Joe by this point was already booked by ROH to team with AJ Styles against Christopher Daniels and Frankie Kazarian for a June 20 television taping. In the same year where Alberto Del Rio was forbidden from dropping the AAA Mega Title in Mexico after re-signing with WWE, Joe worked this match (albeit untelevised) a mere two days after taping for NXT. And even without the allure of television, Joe’s performance in that match was better than in some of his television work in the waning days of his time with TNA.
What’s miraculous thus far about Joe’s run in NXT is seeing what can be achieved by simply handling him at a level commensurate to his talents. Since appearing at the end of TakeOver: Unstoppable, Joe has been booked like the special performer that he is. Joe has had just 17 matches between NXT television and TakeOver specials. Of those matches, 14 were wins, and his only pinfall loss came against Finn Balor on Wednesday. The announcers didn’t have to remind the audience that Joe had never been pinned or submitted to inform their opinion that Joe is special. Because of the way he has been presented, they already know.
Two of Joe’s NXT feuds were truncated when his opponents, first Owens and then Tyler Breeze, were called up to the main roster. Even still, Joe has never once felt lost in the shuffle. Moreover, he’s fulfilling the dual purpose of making himself an even bigger star while helping younger talent develop their skills. Baron Corbin, for example, has been noticeably improved since his feud with Joe and their match at TakeOver: Brooklyn. Their 10-minute slug-fest helped shake the misconception of Corbin’s ineffectualness in longer matches, and while Joe probably can’t take much credit for tweaking Corbin’s anti-indie-wrestler character, their feud was the catalyst for it.
It’s hard to make the argument right now that there is any single active individual in WWE’s talent pool who is a more complete performer than Samoa Joe. He’s absolutely unlike anyone else they have on the roster, which makes it all the more confounding that he has not been brought up to the main roster and pushed immediately into title contention as a monster heel. Still, if the result of staying in NXT for much of 2016 is Joe putting on more hard-hitting, decidedly un-WWE-like performances like his match with Ciampa on the December 2 episode of NXT, then there won’t be much cause for complaint from wrestling fans.
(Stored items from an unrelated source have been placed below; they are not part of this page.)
/// Walk a supersession chain in both directions, newest version first.
///
/// `NotFound` for unknown or already-purged ids. Every chain member is
/// returned with its own status, so supersession and retention causes stay
/// distinguishable.
pub fn history(conn: &Connection, id: &str) -> Result<Vec<Knowledge>> {
    let start = get_knowledge(conn, id)?;
    if start.status == RecordStatus::Purged {
        return Err(EngramError::not_found("knowledge", id));
    }

    let mut visited: HashSet<String> = HashSet::new();
    visited.insert(start.id.clone());

    // Forward to the newest version
    let mut newest = start;
    while let Some(successor) = find_successor(conn, &newest.id)? {
        if !visited.insert(successor.id.clone()) {
            break;
        }
        newest = successor;
    }

    // Back along the supersedes pointers
    let mut prev_id = newest.supersedes.clone();
    let mut chain = vec![newest];
    while let Some(id) = prev_id {
        if !visited.insert(id.clone()) {
            break;
        }
        let sql = format!("SELECT {KNOWLEDGE_COLUMNS} FROM knowledge WHERE id = ?1");
        match conn
            .query_row(&sql, params![id], knowledge_from_row)
            .optional()?
        {
            Some(prev) => {
                prev_id = prev.supersedes.clone();
                chain.push(prev);
            }
            None => break,
        }
    }

    Ok(chain)
}

/// Soft delete: status → purged, removed from both indexes.
pub fn delete_knowledge(conn: &mut Connection, id: &str) -> Result<DeleteResult> {
    let tx = conn.transaction()?;

    let row: Option<(String, String)> = tx
        .query_row(
            "SELECT status, content FROM knowledge WHERE id = ?1",
            params![id],
            |row| Ok((row.get(0)?, row.get(1)?)),
        )
        .optional()?;

    let (status, content) = row.ok_or_else(|| EngramError::not_found("knowledge", id))?;
    let status: RecordStatus = status.parse()?;
    if status == RecordStatus::Purged {
        return Err(EngramError::not_found("knowledge", id));
    }

    // Index rows exist only for active records
    if status == RecordStatus::Active {
        remove_from_indexes(&tx, id)?;
    }
    tx.execute(
        "UPDATE knowledge SET status = 'purged' WHERE id = ?1",
        params![id],
    )?;

    tx.commit()?;

    Ok(DeleteResult {
        id: id.to_string(),
        content_preview: truncate_preview(&content, 100),
    })
}

// ── Internal helpers ──────────────────────────────────────────────────────────

/// Check the keyword index for near-duplicate active records in the same project.
///
/// Top 5 candidates sharing tokens with the new content are compared with
/// Jaccard (> 0.85) then fuzzy ratio (> 0.90). Returns the first match.
fn find_duplicate(conn: &Connection, content: &str, project: &str) -> Result<Option<String>> {
    let words: Vec<String> = content
        .split_whitespace()
        .filter(|w| w.len() > 2)
        .take(12)
        .map(escape_fts_word)
        .collect();
    if words.is_empty() {
        return Ok(None);
    }
    let fts_query = words.join(" OR ");

    let mut stmt = conn.prepare(
        "SELECT k.id, k.content FROM knowledge_fts \
         JOIN knowledge k ON k.rowid = knowledge_fts.rowid \
         WHERE knowledge_fts MATCH ?1 AND k.status = 'active' AND k.project = ?2 \
         ORDER BY rank LIMIT 5",
    )?;
    let candidates: Vec<(String, String)> = stmt
        .query_map(params![fts_query, project], |row| {
            Ok((row.get(0)?, row.get(1)?))
        })?
        .collect::<std::result::Result<Vec<_>, _>>()?;

    for (candidate_id, candidate_content) in candidates {
        if jaccard(content, &candidate_content) > JACCARD_DUP_THRESHOLD {
            return Ok(Some(candidate_id));
        }
        if fuzzy_ratio(content, &candidate_content) > FUZZY_DUP_THRESHOLD {
            return Ok(Some(candidate_id));
        }
    }

    Ok(None)
}

/// Wrap a word in FTS5 double quotes, stripping any embedded quotes.
pub(crate) fn escape_fts_word(word: &str) -> String {
    format!("\"{}\"", word.replace('"', ""))
}

/// Insert a knowledge row. Returns the SQLite rowid for FTS5 sync.
fn insert_record(
    conn: &Connection,
    id: &str,
    new: &NewKnowledge<'_>,
    version: u32,
    supersedes: Option<&str>,
) -> Result<i64> {
    let now = chrono::Utc::now().to_rfc3339();
    let tags_json = serde_json::to_string(new.tags)?;
    let confidence = new.confidence.unwrap_or(0.8);

    conn.execute(
        "INSERT INTO knowledge (id, type, content, context, project, tags, branch, status, \
         supersedes, version, confidence, recall_count, session_id, created_at, last_confirmed) \
         VALUES (?1, ?2, ?3, ?4, ?5, ?6, ?7, 'active', ?8, ?9, ?10, 0, ?11, ?12, ?12)",
        params![
            id,
            new.knowledge_type.as_str(),
            new.content,
            new.context,
            new.project,
            tags_json,
            new.branch,
            supersedes,
            version,
            confidence,
            new.session_id,
            now,
        ],
    )?;

    Ok(conn.last_insert_rowid())
}

/// Sync the FTS5 index after inserting into the knowledge table.
///
/// Must use the same rowid as the corresponding `knowledge` row.
fn insert_fts(
    conn: &Connection,
    rowid: i64,
    content: &str,
    context: &str,
    tags: &[String],
    id: &str,
) -> Result<()> {
    let tags_json = serde_json::to_string(tags)?;
    conn.execute(
        "INSERT INTO knowledge_fts (rowid, content, context, tags, id) VALUES (?1, ?2, ?3, ?4, ?5)",
        params![rowid, content, context, tags_json, id],
    )?;
    Ok(())
}

/// Insert an embedding vector into the vec0 virtual table.
fn insert_vec(conn: &Connection, id: &str, embedding: &[f32]) -> Result<()> {
    let embedding_bytes = super::embedding_to_bytes(embedding);
    conn.execute(
        "INSERT INTO knowledge_vec (id, embedding) VALUES (?1, ?2)",
        params![id, embedding_bytes],
    )?;
    Ok(())
}

/// Remove a record's FTS5 and vector rows.
///
/// Only valid while the record is `active` — the external-content FTS5 delete
/// must see the values that were indexed. Callers transition status in the
/// same transaction.
pub(crate) fn remove_from_indexes(conn: &Connection, id: &str) -> Result<()> {
    let (rowid, content, context, tags): (i64, String, String, String) = conn.query_row(
        "SELECT rowid, content, context, tags FROM knowledge WHERE id = ?1",
        params![id],
        |row| Ok((row.get(0)?, row.get(1)?, row.get(2)?, row.get(3)?)),
    )?;

    conn.execute(
        "INSERT INTO knowledge_fts(knowledge_fts, rowid, content, context, tags, id) \
         VALUES('delete', ?1, ?2, ?3, ?4, ?5)",
        params![rowid, content, context, tags, id],
    )?;
    conn.execute("DELETE FROM knowledge_vec WHERE id = ?1", params![id])?;
    Ok(())
}

/// Find the record that supersedes `id`, if any.
fn find_successor(conn: &Connection, id: &str) -> Result<Option<Knowledge>> {
    let sql = format!("SELECT {KNOWLEDGE_COLUMNS} FROM knowledge WHERE supersedes = ?1");
    Ok(conn
        .query_row(&sql, params![id], knowledge_from_row)
        .optional()?)
}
Whether 2016 has Joe staying in NXT to chase the championship or getting his much-deserved run on the main roster remains to be seen, but it’s pretty clear that Samoa Joe will not accept any kind of regression. After the conclusion of the TakeOver: London main event, the camera cut to a shot of Joe being led up the aisle by officials and facing Balor in the ring. There, with blood trickling from his mouth, Joe’s eyes conveyed a range of emotions: rage, pain, and disappointment among them. There was something else there as well. Something that Joe learned from one of the old masters, and something that makes him one of the world’s greatest: the fire.